Men occupy positions of command while women take care of children and the sick. Those were the two extremes of the Spanish labor market in 2011 and they remain so, with little progress since that date, the first year available to analyze the evolution of the professions. Men account for 60% of management jobs, the highest paid, while in the three professional categories with the worst salaries more than half of their workers are women.
But seven categories or families professions escape from this dynamic. With salaries above the average of the 174 available in the Active Population Survey (EPA), women have achieved parity in them, reveals an analysis of microdata of the INE prepared by EL PAÍS based on the work of employment technician Enrique Negueruela, who will soon publish Comisiones Obreras. They are agricultural engineers, chemists, financial analysts, sales professionals of technical and medical products, professors of VET, among others.

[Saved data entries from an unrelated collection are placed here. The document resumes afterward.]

use super::{ClassId, Day, ModuleId, SubjectId, TeacherId, TimeSlotId};
use serde::{Deserialize, Serialize};

/// One committed (teacher, class, slot) placement, the core's output unit.
#[derive(Debug, Clone, Serialize, Deserialize)]
pub struct ScheduledLesson {
    pub teacher_id: TeacherId,
    pub class_id: ClassId,
    #[serde(default)]
    pub subject_id: Option<SubjectId>,
    #[serde(default)]
    pub module_id: Option<ModuleId>,
    pub time_slot_id: TimeSlotId,
    pub day: Day,
    pub period: u32,
    /// Standing-reservation emissions are the last writes of a run and may
    /// share a slot with no regular lesson for that class (spec.md §3,
    /// invariant 4).
    #[serde(default)]
    pub is_standing_reservation: bool,
}
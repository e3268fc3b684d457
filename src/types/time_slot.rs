use super::Day;
use serde::{Deserialize, Serialize};
use std::fmt;

/// Periods 1-10 are the regular teaching range; 11-13, if present, model
/// after-hours / standing-reservation windows and are never schedulable.
pub const SCHEDULABLE_PERIOD_RANGE: std::ops::RangeInclusive<u32> = 1..=10;

/// Periods 1-4 count as MORNING, 5-10 as AFTERNOON for soft tie-breaking.
/// Not specified by the source spec; resolved here as a fixed boundary.
pub const MORNING_PERIOD_CUTOFF: u32 = 4;

#[derive(Debug, Clone, PartialEq, Eq, Hash, Serialize, Deserialize)]
pub struct TimeSlotId(pub String);

impl fmt::Display for TimeSlotId {
    fn fmt(&self, f: &mut fmt::Formatter<'_>) -> fmt::Result {
        write!(f, "{}", self.0)
    }
}

/// An addressable {day, period, start, end, ...} tuple for a school.
/// `(day, period)` is unique within a school.
#[derive(Debug, Clone, Serialize, Deserialize)]
pub struct TimeSlot {
    pub id: TimeSlotId,
    pub day: Day,
    pub period: u32,
    pub start: String,
    pub end: String,
    #[serde(default)]
    pub is_break: bool,
    #[serde(default)]
    pub is_cpd: bool,
    #[serde(default = "default_true")]
    pub is_active: bool,
}

fn default_true() -> bool {
    true
}

impl TimeSlot {
    pub fn key(&self) -> (Day, u32) {
        (self.day, self.period)
    }

    /// A slot is schedulable iff active, not a break, not a standing
    /// reservation window, and within the regular teaching range.
    pub fn is_schedulable(&self) -> bool {
        self.is_active
            && !self.is_break
            && !self.is_cpd
            && SCHEDULABLE_PERIOD_RANGE.contains(&self.period)
    }

    pub fn session(&self) -> super::PreferredSession {
        if self.period <= MORNING_PERIOD_CUTOFF {
            super::PreferredSession::Morning
        } else {
            super::PreferredSession::Afternoon
        }
    }
}
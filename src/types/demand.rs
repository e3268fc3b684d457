use super::{ClassId, TeacherId};
use crate::error::SchedulerError;
use serde::{Deserialize, Serialize};
use std::fmt;

#[derive(Debug, Clone, PartialEq, Eq, Hash, Serialize, Deserialize)]
pub struct SubjectId(pub String);

impl fmt::Display for SubjectId {
    fn fmt(&self, f: &mut fmt::Formatter<'_>) -> fmt::Result {
        write!(f, "{}", self.0)
    }
}

#[derive(Debug, Clone, PartialEq, Eq, Hash, Serialize, Deserialize)]
pub struct ModuleId(pub String);

impl fmt::Display for ModuleId {
    fn fmt(&self, f: &mut fmt::Formatter<'_>) -> fmt::Result {
        write!(f, "{}", self.0)
    }
}

/// Exactly one of subject or module, enforced at construction rather than
/// left as two optional fields that could both be set or both be absent.
#[derive(Debug, Clone, PartialEq, Eq, Hash, Serialize, Deserialize)]
pub enum SubjectOrModule {
    Subject(SubjectId),
    Module(ModuleId),
}

impl SubjectOrModule {
    /// Stable string key used for dedup and tie-break sorting.
    pub fn key(&self) -> String {
        match self {
            SubjectOrModule::Subject(id) => format!("subject:{}", id.0),
            SubjectOrModule::Module(id) => format!("module:{}", id.0),
        }
    }
}

impl fmt::Display for SubjectOrModule {
    fn fmt(&self, f: &mut fmt::Formatter<'_>) -> fmt::Result {
        match self {
            SubjectOrModule::Subject(id) => write!(f, "{id}"),
            SubjectOrModule::Module(id) => write!(f, "{id}"),
        }
    }
}

#[derive(Debug, Clone, Copy, PartialEq, Eq, Hash, Serialize, Deserialize)]
pub enum PreferredSession {
    Morning,
    Afternoon,
    Any,
}

#[derive(Debug, Clone, Copy, PartialEq, Eq, Hash, Serialize, Deserialize)]
pub enum LessonKind {
    Regular,
    Vocational,
}

#[derive(Debug, Clone, Copy, PartialEq, Eq, Hash, Serialize, Deserialize)]
pub enum ModuleCategory {
    Specific,
    General,
    Complementary,
}

/// A single (teacher, subject-or-module, class) requirement of N periods
/// per week. `periods_per_week > 0` is enforced at construction.
#[derive(Debug, Clone, Serialize, Deserialize)]
pub struct LessonDemand {
    pub teacher_id: TeacherId,
    pub subject: SubjectOrModule,
    pub class_id: ClassId,
    pub class_level: String,
    pub subject_name: String,
    pub periods_per_week: u32,
    #[serde(default)]
    pub priority: i32,
    #[serde(default = "default_session")]
    pub preferred_session: PreferredSession,
    #[serde(default = "default_kind")]
    pub lesson_kind: LessonKind,
    #[serde(default)]
    pub module_category: Option<ModuleCategory>,
}

fn default_session() -> PreferredSession {
    PreferredSession::Any
}

fn default_kind() -> LessonKind {
    LessonKind::Regular
}

impl LessonDemand {
    pub fn new(
        teacher_id: TeacherId,
        subject: SubjectOrModule,
        class_id: ClassId,
        class_level: String,
        subject_name: String,
        periods_per_week: u32,
    ) -> Result<Self, SchedulerError> {
        if periods_per_week == 0 {
            return Err(SchedulerError::InvalidDemand {
                teacher_id: teacher_id.0,
                class_id: class_id.0,
            });
        }

        Ok(Self {
            teacher_id,
            subject,
            class_id,
            class_level,
            subject_name,
            periods_per_week,
            priority: 0,
            preferred_session: PreferredSession::Any,
            lesson_kind: LessonKind::Regular,
            module_category: None,
        })
    }

    /// Dedup key per spec.md §4.1: `(teacher_id, subject|module, class_id)`.
    /// The first occurrence in sorted order wins; later ones are dropped.
    pub fn dedup_key(&self) -> (TeacherId, String, ClassId) {
        (
            self.teacher_id.clone(),
            self.subject.key(),
            self.class_id.clone(),
        )
    }

    pub fn descriptor(&self) -> String {
        format!(
            "{} teaches {} ({}) to {}",
            self.teacher_id, self.subject_name, self.subject, self.class_id
        )
    }
}

#[cfg(test)]
mod tests {
    use super::*;

    #[test]
    fn rejects_zero_periods_per_week() {
        let result = LessonDemand::new(
            TeacherId("t1".into()),
            SubjectOrModule::Subject(SubjectId("math".into())),
            ClassId("c1".into()),
            "S1".into(),
            "Math".into(),
            0,
        );
        assert!(result.is_err());
    }

    #[test]
    fn dedup_key_distinguishes_subject_and_module_with_same_id() {
        let a = LessonDemand::new(
            TeacherId("t1".into()),
            SubjectOrModule::Subject(SubjectId("x".into())),
            ClassId("c1".into()),
            "S1".into(),
            "X".into(),
            1,
        )
        .unwrap();
        let b = LessonDemand::new(
            TeacherId("t1".into()),
            SubjectOrModule::Module(ModuleId("x".into())),
            ClassId("c1".into()),
            "S1".into(),
            "X".into(),
            1,
        )
        .unwrap();
        assert_ne!(a.dedup_key(), b.dedup_key());
    }
}
use serde::{Deserialize, Serialize};
use std::fmt;

/// A weekday the school schedules lessons on. Saturday is never scheduled.
#[derive(Debug, Clone, Copy, PartialEq, Eq, PartialOrd, Ord, Hash, Serialize, Deserialize)]
pub enum Day {
    Monday,
    Tuesday,
    Wednesday,
    Thursday,
    Friday,
}

impl Day {
    /// All weekdays in schedule order. Iteration order here is the
    /// canonical order used for deterministic output (standing
    /// reservations, tie-breaks).
    pub const ALL: [Day; 5] = [
        Day::Monday,
        Day::Tuesday,
        Day::Wednesday,
        Day::Thursday,
        Day::Friday,
    ];

    pub fn index(&self) -> u8 {
        match self {
            Day::Monday => 0,
            Day::Tuesday => 1,
            Day::Wednesday => 2,
            Day::Thursday => 3,
            Day::Friday => 4,
        }
    }

    pub fn from_index(index: u8) -> Option<Day> {
        Day::ALL.get(index as usize).copied()
    }
}

impl fmt::Display for Day {
    fn fmt(&self, f: &mut fmt::Formatter<'_>) -> fmt::Result {
        let name = match self {
            Day::Monday => "Monday",
            Day::Tuesday => "Tuesday",
            Day::Wednesday => "Wednesday",
            Day::Thursday => "Thursday",
            Day::Friday => "Friday",
        };
        write!(f, "{name}")
    }
}
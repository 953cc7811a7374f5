use sea_orm::entity::prelude::*;
use serde::{Deserialize, Serialize};

/// Places a subject in the curriculum of a department, regulation and semester
#[derive(Clone, Debug, PartialEq, DeriveEntityModel, Serialize, Deserialize)]
#[sea_orm(table_name = "dept_subject")]
pub struct Model {
    #[sea_orm(primary_key)]
    pub id: i32,
    pub dept_id: i32,
    pub reg_id: i32,
    pub sem: i32,
    pub subject_id: i32,
}

#[derive(Copy, Clone, Debug, EnumIter, DeriveRelation)]
pub enum Relation {
    #[sea_orm(
        belongs_to = "super::subjects::Entity",
        from = "Column::SubjectId",
        to = "super::subjects::Column::Id"
    )]
    Subject,
    #[sea_orm(
        belongs_to = "super::departments::Entity",
        from = "Column::DeptId",
        to = "super::departments::Column::Id"
    )]
    Department,
}

impl Related<super::subjects::Entity> for Entity {
    fn to() -> RelationDef {
        Relation::Subject.def()
    }
}

impl Related<super::departments::Entity> for Entity {
    fn to() -> RelationDef {
        Relation::Department.def()
    }
}

impl ActiveModelBehavior for ActiveModel {}
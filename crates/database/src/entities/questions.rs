use models::feedback_type::QuestionCategory;
use sea_orm::entity::prelude::*;
use serde::{Deserialize, Serialize};

#[derive(Clone, Debug, PartialEq, DeriveEntityModel, Serialize, Deserialize)]
#[sea_orm(table_name = "question")]
pub struct Model {
    #[sea_orm(primary_key)]
    pub id: i32,
    pub feedback_type: QuestionCategory,
    pub question_no: i32,
    pub question: String,
    pub no_of_options: Option<i32>,
}

#[derive(Copy, Clone, Debug, EnumIter, DeriveRelation)]
pub enum Relation {
    #[sea_orm(has_many = "super::question_options::Entity")]
    Options,
}

impl Related<super::question_options::Entity> for Entity {
    fn to() -> RelationDef {
        Relation::Options.def()
    }
}

impl ActiveModelBehavior for ActiveModel {}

Women do not manage to gain access to management and management positions, the highest paid, even in those professions where they are the majority. In the care of the elderly or the sick there are 92% of women, but the management positions are for them in 63% of cases. A similar situation occurs in the media, a very feminized profession: in the 30 largest communication companies in Spain there are 268 management positions and in 75% of them the chair is occupied by a man. In general, in management and management positions in Spain there are 260,000 men compared to 143,000 women.
Yes, there are professions where women have taken an important step towards parity for the last seven years in the highest categories, directors and managers, that is, they occupy between 45% and 50% of the total. This is the case of financial managers, human resources and planning policies, following the description of the INE, where they are 47%, ten points more than in 2011. This jump has also been given in other categories with salaries above the national average: insurance agents, analysts and finance specialists, sales professionals of technical and medical products, agricultural biologists and engineers, professors of vocational training and the triad of physics, chemistry and mathematics.
Why these professions and not others? The experts consulted do not have a clear answer. Enrique Negueruela emphasizes that the economic crisis has mixed the cards of the game: "It has been a time in which many workers have moved to other jobs, leaving, at least for a time, a gap."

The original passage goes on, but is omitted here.